The muscular and respiratory weakness of cirrhotic patients negatively affects their exercise tolerance and functionality. Andersen et al.32 stated that patients with alcoholic cirrhosis have decreased lower and upper limb strength compared with healthy subjects. Tarter et al.33 have also demonstrated that cirrhotic patients have lower strength capacities of the lower and upper limbs when both concentric and eccentric contractions were assessed. Moreover, the decrease in peripheral muscle strength may affect the respiratory muscle strength. Kaltsakas et al.34 and Abdel-bary et al.35 identified a negative correlation between the respiratory muscle strength and dyspnoea in cirrhotic patients. Galant et al.36 identified a correlation between the VO2max and respiratory strength and a decrease in the quality of life, which suggests an interaction between physiological factors and decreased functionality in cirrhotic patients.

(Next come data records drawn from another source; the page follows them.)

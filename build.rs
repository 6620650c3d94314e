use std::process::Command;

const FALLBACK_CSS: &str = r#"*, *::before, *::after { box-sizing: border-box; margin: 0; padding: 0; }
body { font-family: "Tajawal", system-ui, sans-serif; line-height: 1.7; color: #1c1917; background: #fafaf9; direction: rtl; }
a { color: inherit; text-decoration: none; }
img { max-width: 100%; }
.min-h-screen { min-height: 100vh; }
.mx-auto { margin-left: auto; margin-right: auto; }
.max-w-6xl { max-width: 72rem; }
.max-w-xl { max-width: 36rem; }
.max-w-md { max-width: 28rem; }
.px-4 { padding-left: 1rem; padding-right: 1rem; }
.py-3 { padding-top: 0.75rem; padding-bottom: 0.75rem; }
.py-6 { padding-top: 1.5rem; padding-bottom: 1.5rem; }
.py-8 { padding-top: 2rem; padding-bottom: 2rem; }
.py-16 { padding-top: 4rem; padding-bottom: 4rem; }
.mb-2 { margin-bottom: 0.5rem; }
.mb-4 { margin-bottom: 1rem; }
.mt-1 { margin-top: 0.25rem; }
.mt-2 { margin-top: 0.5rem; }
.mt-4 { margin-top: 1rem; }
.ml-auto { margin-left: auto; }
.block { display: block; }
.flex { display: flex; }
.items-center { align-items: center; }
.justify-center { justify-content: center; }
.justify-between { justify-content: space-between; }
.gap-2 { gap: 0.5rem; }
.gap-3 { gap: 0.75rem; }
.gap-4 { gap: 1rem; }
.w-full { width: 100%; }
.text-center { text-align: center; }
.text-xs { font-size: 0.75rem; }
.text-sm { font-size: 0.875rem; }
.text-lg { font-size: 1.125rem; }
.text-xl { font-size: 1.25rem; }
.text-4xl { font-size: 2.25rem; }
.font-medium { font-weight: 500; }
.font-semibold { font-weight: 600; }
.font-bold { font-weight: 700; }
.text-stone-400 { color: #a8a29e; }
.text-stone-500 { color: #78716c; }
.text-stone-600 { color: #57534e; }
.bg-white { background-color: #fff; }
.bg-stone-50 { background-color: #fafaf9; }
.border-b { border-bottom: 1px solid #e7e5e4; }
.border-t { border-top: 1px solid #e7e5e4; }
.whitespace-pre-wrap { white-space: pre-wrap; }
.btn { display: inline-flex; align-items: center; justify-content: center; padding: 0.5rem 1rem; border-radius: 0.5rem; font-size: 0.875rem; font-weight: 500; cursor: pointer; border: none; }
.btn-primary { background: #1c1917; color: #fff; }
.btn-primary:hover { background: #44403c; }
.btn-secondary { background: #fff; color: #1c1917; border: 1px solid #d6d3d1; }
.btn-secondary:hover { background: #f5f5f4; }
.card { background: #fff; border-radius: 0.75rem; border: 1px solid #e7e5e4; padding: 1.5rem; box-shadow: 0 1px 2px 0 rgb(0 0 0 / 0.05); }
.input { width: 100%; border: 1px solid #d6d3d1; border-radius: 0.5rem; padding: 0.5rem 0.75rem; font: inherit; }
.form { display: flex; flex-direction: column; gap: 0.75rem; }
.link { color: #b45309; text-decoration: underline; background: none; border: none; cursor: pointer; font: inherit; }
.alert-error { border-radius: 0.5rem; background: #fef2f2; color: #b91c1c; padding: 0.75rem 1rem; }
.field-error { font-size: 0.75rem; color: #dc2626; }
.feed-layout { display: grid; gap: 1.5rem; }
@media (min-width: 1024px) { .feed-layout { grid-template-columns: 16rem 1fr 16rem; } .feed { order: 2; } }
.post-card { margin-bottom: 1rem; }
.post-image { margin-top: 0.75rem; border-radius: 0.5rem; max-height: 24rem; width: 100%; object-fit: cover; }
.action { font-size: 0.875rem; color: #57534e; background: none; border: none; cursor: pointer; }
.action-active { color: #e11d48; font-weight: 600; }
.action-danger { color: #dc2626; }
.avatar { width: 2.5rem; height: 2.5rem; border-radius: 9999px; object-fit: cover; }
.avatar-sm { width: 2rem; height: 2rem; }
.avatar-lg { width: 6rem; height: 6rem; margin: 0 auto; }
.avatar-initial { display: inline-flex; align-items: center; justify-content: center; background: #e7e5e4; font-weight: 700; }
.badge { display: inline-block; border-radius: 9999px; padding: 0.125rem 0.5rem; font-size: 0.75rem; }
.badge-owner { background: #fef3c7; color: #92400e; }
.toast { position: fixed; top: 1rem; left: 50%; transform: translateX(-50%); border-radius: 0.5rem; padding: 0.75rem 1rem; z-index: 50; box-shadow: 0 4px 6px rgb(0 0 0 / 0.1); }
.toast-success { background: #059669; color: #fff; }
.toast-error { background: #dc2626; color: #fff; }
.category-link { display: flex; justify-content: space-between; border-radius: 0.5rem; padding: 0.5rem 0.75rem; }
.category-link:hover { background: #f5f5f4; }
.category-active { background: #1c1917; color: #fff; }
.share { position: relative; }
.share-menu { position: absolute; background: #fff; border: 1px solid #e7e5e4; border-radius: 0.5rem; padding: 0.5rem; display: flex; flex-direction: column; gap: 0.25rem; z-index: 10; }
.cat-romantic { background: #fce7f3; color: #9d174d; }
.cat-philosophical { background: #e0e7ff; color: #3730a3; }
.cat-religious { background: #d1fae5; color: #065f46; }
.cat-sad { background: #e2e8f0; color: #1e293b; }
.cat-sarcastic { background: #ffedd5; color: #9a3412; }
.cat-inspiring { background: #fef9c3; color: #854d0e; }
.cat-patriotic { background: #dcfce7; color: #166534; }
.cat-none { background: #f5f5f4; color: #44403c; }
"#;

fn main() {
    // Only rebuild CSS when template or CSS files change
    println!("cargo:rerun-if-changed=assets/css/input.css");
    println!("cargo:rerun-if-changed=templates/");

    let status = Command::new("tailwindcss")
        .args([
            "-i",
            "assets/css/input.css",
            "-o",
            "assets/css/output.css",
            "--minify",
        ])
        .status();

    match status {
        Ok(s) if s.success() => {
            println!("cargo:warning=Tailwind CSS compiled successfully");
        }
        _ => {
            println!("cargo:warning=Tailwind CLI not found, using fallback CSS");
            std::fs::create_dir_all("assets/css").ok();
            std::fs::write("assets/css/output.css", FALLBACK_CSS).ok();
        }
    }
}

Different studies that investigated physical exercise as a therapeutic approach for cirrhosis suggest that these patients may benefit from exercise.37-39 Child–Pugh Class A and B patients underwent an 8-week aerobic exercise programme on a cycle ergometer, which indicated an increase in the quadriceps mass via ultrasound analysis and VO2max improvement.37 Another study, which included cirrhotic patients from a waiting list for liver transplantation, demonstrated improvements in VO2max, knee extensor maximal strength, and 6-minute walk distance following a 12-week programme of aerobic and strength exercises.38 Furthermore, cirrhotic patients with a model for end-stage liver disease <25 improved their 6-minute walk distance, step test values, and muscle mass following a 12-week moderate exercise programme on a treadmill and bicycle, which was associated with leucine supplementation.39


Physiological alterations present in HPS patients are similar to the alterations present in experimental models of BDL. The clinical features of intrapulmonary vasodilation and gas exchange abnormalities are better understood when investigated in combination with the antioxidant system, inflammatory processes associated with bacterial translocation, and the presence of portosystemic and intrapulmonary shunts. HPS, and other diseases that affect the hepatic system, may contribute to the development of sarcopenia and cachexia because of hyperammonaemia, malnutrition, hypermetabolism, and proteolysis. Physical exercise is a potential therapeutic approach to revert existing impairments in the musculoskeletal and pulmonary systems and is an option for the treatment of HPS patients and other individuals with hepatic injury.